## Assigned task
Count, in the data that follows, every line with the string "TrainingEngine", and give that count as the whole reply.

[Information provided — start]

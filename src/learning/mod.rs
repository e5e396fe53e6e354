//! TD(0) self-play learning.
//!
//! # Overview
//!
//! After every episode the player replays its afterstates backwards and
//! moves each one's value toward the reward plus value of the afterstate
//! that followed it. The final afterstate is moved toward zero.
//!
//! # Architecture
//!
//! ```text
//! TrainingEngine
//!     |-- play_episode (player/environment lockstep)
//!     |       |-- Player::act          -> EpisodeBuffer::push
//!     |       |-- Environment::place
//!     |-- Player::observe_outcome
//!     |       |-- TdLearner::update    (drains EpisodeBuffer)
//!     |-- SnapshotManager (optional periodic weight snapshots)
//!     |-- TrainingLogger  (block statistics)
//! ```
//!
//! # Example
//!
//! ```no_run
//! use tritile::learning::{TrainingConfig, TrainingEngine};
//!
//! let config = TrainingConfig::default();
//! let mut engine = TrainingEngine::new(config)?;
//! let stats = engine.run()?;
//! engine.finish()?;
//! println!("{} episodes", stats.episodes);
//! # Ok::<(), tritile::learning::LearningError>(())
//! ```

use thiserror::Error;

use crate::config::ConfigError;
use crate::pattern::TupleError;

pub mod checkpoint;
pub mod error_handler;
pub mod game_history;
pub mod logger;
pub mod self_play;
pub mod td_learner;
pub mod training_engine;

pub use checkpoint::{
    SNAPSHOT_MAGIC, SnapshotHeader, SnapshotManager, load_weights, read_weights, save_weights,
    write_weights,
};
pub use error_handler::{is_divergent, save_with_retry};
pub use game_history::{EpisodeBuffer, Transition};
pub use logger::{BlockStats, TrainingLogger};
pub use self_play::{EpisodeResult, play_episode};
pub use td_learner::{TdLearner, TdUpdateStats};
pub use training_engine::{TrainingConfig, TrainingEngine, TrainingStats};

/// Learning system error type.
///
/// # Recovery
///
/// | Variant | Recovery |
/// |---------|----------|
/// | `Io` | Fatal for the weight file; retried once for snapshots |
/// | `InvalidWeights` | Report, abort construction |
/// | `InvalidSnapshot` | Report, fall back to an older snapshot or a fresh start |
/// | `Config` / `Tuples` | Report configuration issue, abort |
/// | `EvaluationDivergence` | Log warning, keep training |
/// | `Interrupted` | Persist weights, exit |
#[derive(Error, Debug)]
pub enum LearningError {
    /// I/O errors (weight file, snapshots, logs)
    #[error("I/O error: {0}")]
    Io(#[from] std::io::Error),

    /// Weight file truncated or with the wrong number of tables
    #[error("Invalid weight file: {0}")]
    InvalidWeights(String),

    /// Snapshot with bad magic, version, or checksum
    #[error("Invalid snapshot: {0}")]
    InvalidSnapshot(String),

    /// Agent configuration error
    #[error("Configuration error: {0}")]
    Config(#[from] ConfigError),

    /// Tuple layout error
    #[error("Tuple layout error: {0}")]
    Tuples(#[from] TupleError),

    /// Weights became NaN or infinite
    #[error("Evaluation diverged: {0}")]
    EvaluationDivergence(String),

    /// Training interrupted (SIGINT/SIGTERM)
    #[error("Training interrupted")]
    Interrupted,
}

#[cfg(test)]
mod tests {
    use super::*;
    use std::io;

    #[test]
    fn test_io_error_conversion() {
        let io_err = io::Error::new(io::ErrorKind::NotFound, "file not found");
        let learning_err: LearningError = io_err.into();
        assert!(matches!(learning_err, LearningError::Io(_)));
    }

    #[test]
    fn test_config_error_conversion() {
        let err: LearningError = ConfigError::MissingKey("save".to_string()).into();
        assert!(err.to_string().contains("Configuration"));
        assert!(err.to_string().contains("save"));
    }

    #[test]
    fn test_tuple_error_conversion() {
        let err: LearningError = TupleError::InvalidPosition(20).into();
        assert!(matches!(err, LearningError::Tuples(_)));
    }

    #[test]
    fn test_invalid_weights_message() {
        let err = LearningError::InvalidWeights("expected 4 tables, found 2".to_string());
        assert!(err.to_string().contains("weight file"));
    }

    #[test]
    fn test_interrupted_error() {
        assert!(LearningError::Interrupted.to_string().contains("interrupted"));
    }

    #[test]
    fn test_error_is_send_sync() {
        fn assert_send<T: Send>() {}
        fn assert_sync<T: Sync>() {}
        assert_send::<LearningError>();
        assert_sync::<LearningError>();
    }
}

[Information provided — finish]

## Written response
4